I spend a lot of time designing quilt blocks for piecing in Electric Quilt, but I also like the look of applique. The good news is that with EQ8, you can easily design your own applique blocks and motifs. And once you have designed it, you can use the tools in EQ8 to make it any size you would like. In this lesson, we will take an existing drawing and create an applique motif.
Last year for Christmas, I finally received a much coveted gift of a Kitchenaid Mixer. I always had a little hand mixer, but how I dreamed of mixing up cookies and goodies with a stand mixer. I decided I really wanted an applique motif of my mixer to use for kitchen related items like aprons and tea towels. So I sketched a picture of my wonderful mixer.
I scanned in my hand drawing to use to trace as a drawing guide.
Kitchenaid Mixer Applique Motif
Skillset: Beginner/ Advanced Beginner
- Trace a picture
- Draw an applique motif
- Right click on the hand drawn picture above and save as jpg file under My EQ8/Images or somewhere where you can find it later.
- Open EQ8.
- Let’s name the Project. The project name appears at the top left of the EQ8 Window. Right now the project says Untitled – EQ8.
- On the left side toolbar, click the New project button.
- On the Create a new project tab, type in the project name field Mixer Applique.
- Click OK. The box will close. Notice the project name Untitled has been replaced with Mixer Applique.
- Go to the Block Worktable
- New Block, Applique, Motif.
- In the precision bar, make sure the block width and height is 8″ x 8″.
- This will bring up the Applique Motif palette tools. Under the DRAW tab, find Tracing Image and select it.
- Click on Import image and navigate to where you stored the kitchenaid mixer drawing and select it.
- A Crop Image window will display. Pull the dotted lines that frame the drawing to crop the picture close to the mixer. Click OK.
- You will now be on the Position and Resize button. I used an image lightness for tracing of 25%.
- Go to the Drawing Tools tab. If your drawing is not dark enough to see to trace, go back to the Tracing tab and adjust the image lightness until you like it.
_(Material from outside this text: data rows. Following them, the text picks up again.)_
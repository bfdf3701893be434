//! `reply_to_client` - hand a message back across the session boundary

use super::{Disposition, ParamKind, Tool, ToolError, ToolOutput, ToolParam};
use async_trait::async_trait;
use serde::{Deserialize, Serialize};
use serde_json::Value;

/// Payload forwarded to the client verbatim
#[derive(Debug, Clone, PartialEq, Eq, Serialize, Deserialize)]
pub struct ReplyPayload {
    pub message: String,
    #[serde(default)]
    pub completed: bool,
}

pub struct ReplyToClientTool;

#[async_trait]
impl Tool for ReplyToClientTool {
    fn name(&self) -> &'static str {
        "reply_to_client"
    }

    fn description(&self) -> String {
        "Send a message to the client. Set completed=true when the task is finished; otherwise the conversation waits for the client's answer.".to_string()
    }

    fn parameters(&self) -> Vec<ToolParam> {
        vec![
            ToolParam::required("message", ParamKind::String, "Message shown to the client"),
            ToolParam::optional(
                "completed",
                ParamKind::Boolean,
                "True if the task is complete, false if the client should answer",
            ),
        ]
    }

    async fn run(&self, input: Value) -> Result<ToolOutput, ToolError> {
        let payload: ReplyPayload = match serde_json::from_value(input) {
            Ok(p) => p,
            Err(e) => return Ok(ToolOutput::error(format!("Invalid input: {e}"))),
        };

        let disposition = if payload.completed {
            Disposition::Terminate
        } else {
            Disposition::Pause
        };
        let body = serde_json::to_string(&payload)
            .map_err(|e| ToolError::Fault(format!("Failed to encode reply: {e}")))?;

        Ok(ToolOutput::success(body).with_disposition(disposition))
    }
}

#[cfg(test)]
mod tests {
    use super::*;
    use serde_json::json;

    #[tokio::test]
    async fn test_completed_reply_terminates() {
        let out = ReplyToClientTool
            .run(json!({"message": "ok", "completed": true}))
            .await
            .unwrap();
        assert!(out.success);
        assert_eq!(out.disposition, Disposition::Terminate);
        assert_eq!(out.output, r#"{"message":"ok","completed":true}"#);
    }

    #[tokio::test]
    async fn test_open_question_pauses() {
        let out = ReplyToClientTool
            .run(json!({"message": "Which account?"}))
            .await
            .unwrap();
        assert_eq!(out.disposition, Disposition::Pause);
        let payload: ReplyPayload = serde_json::from_str(&out.output).unwrap();
        assert!(!payload.completed);
    }

    #[tokio::test]
    async fn test_bad_input_is_reported_in_conversation() {
        let out = ReplyToClientTool
            .run(json!({"message": 5}))
            .await
            .unwrap();
        assert!(!out.success);
        assert_eq!(out.disposition, Disposition::Continue);
    }
}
- Hint: Before we start drawing, lets use some critical thinking when tracing the mixer. Consider the layers of the applique, which pieces are underneath and which items are on top of the different applique pieces. I am going to start with the large body of the mixer first. As I trace, I will extend past some edges so that when we layer the pieces, there are no gaps between the pieces.
- Select the Draw pencil button , then choose the Freehand drawing tool . Click and hold to anchor the initial node and then drag the mouse around on the line. I click periodically as I trace and drag to create a curvy line with multiple segments, especially where the lines change direction to follow the outline of the drawing. You may need to try a couple of times to get the hang of using the freehand tool. Hint: Don’t forget about the undo button. And don’t worry too much if it is not exactly on the lines, we can do some adjustments with the edit tool later.
- Click the link to see me trace around the main body of the mixer. Trace Mixer outline
- Take a look at my drawing. I extended a little into the back end of the mixer that will layer under the end cap. You can use the Pick button to make select the outline you have drawn. It should show a blue line when selected. If the whole outline is not BLUE, then zoom in to the drawing and use the freehand drawing tool to connect the lines.
- In the picture above, I need to connect some lines as only the top half is blue. Here is a closeup of one area that needs to be connected. Once you have an enclosed motif, the whole motif will be blue AND the center will be opaque or filled in.
- Once you have the main body of the mixer drawn, you may need to adjust your lines to better align them along the lines of the drawing. In order to see your tracing lines, you may need to turn off the Hide/ Show Autofill button. Hint: Toggle this on and off as you are drawing to make sure you have closed motifs or can see the tracing lines.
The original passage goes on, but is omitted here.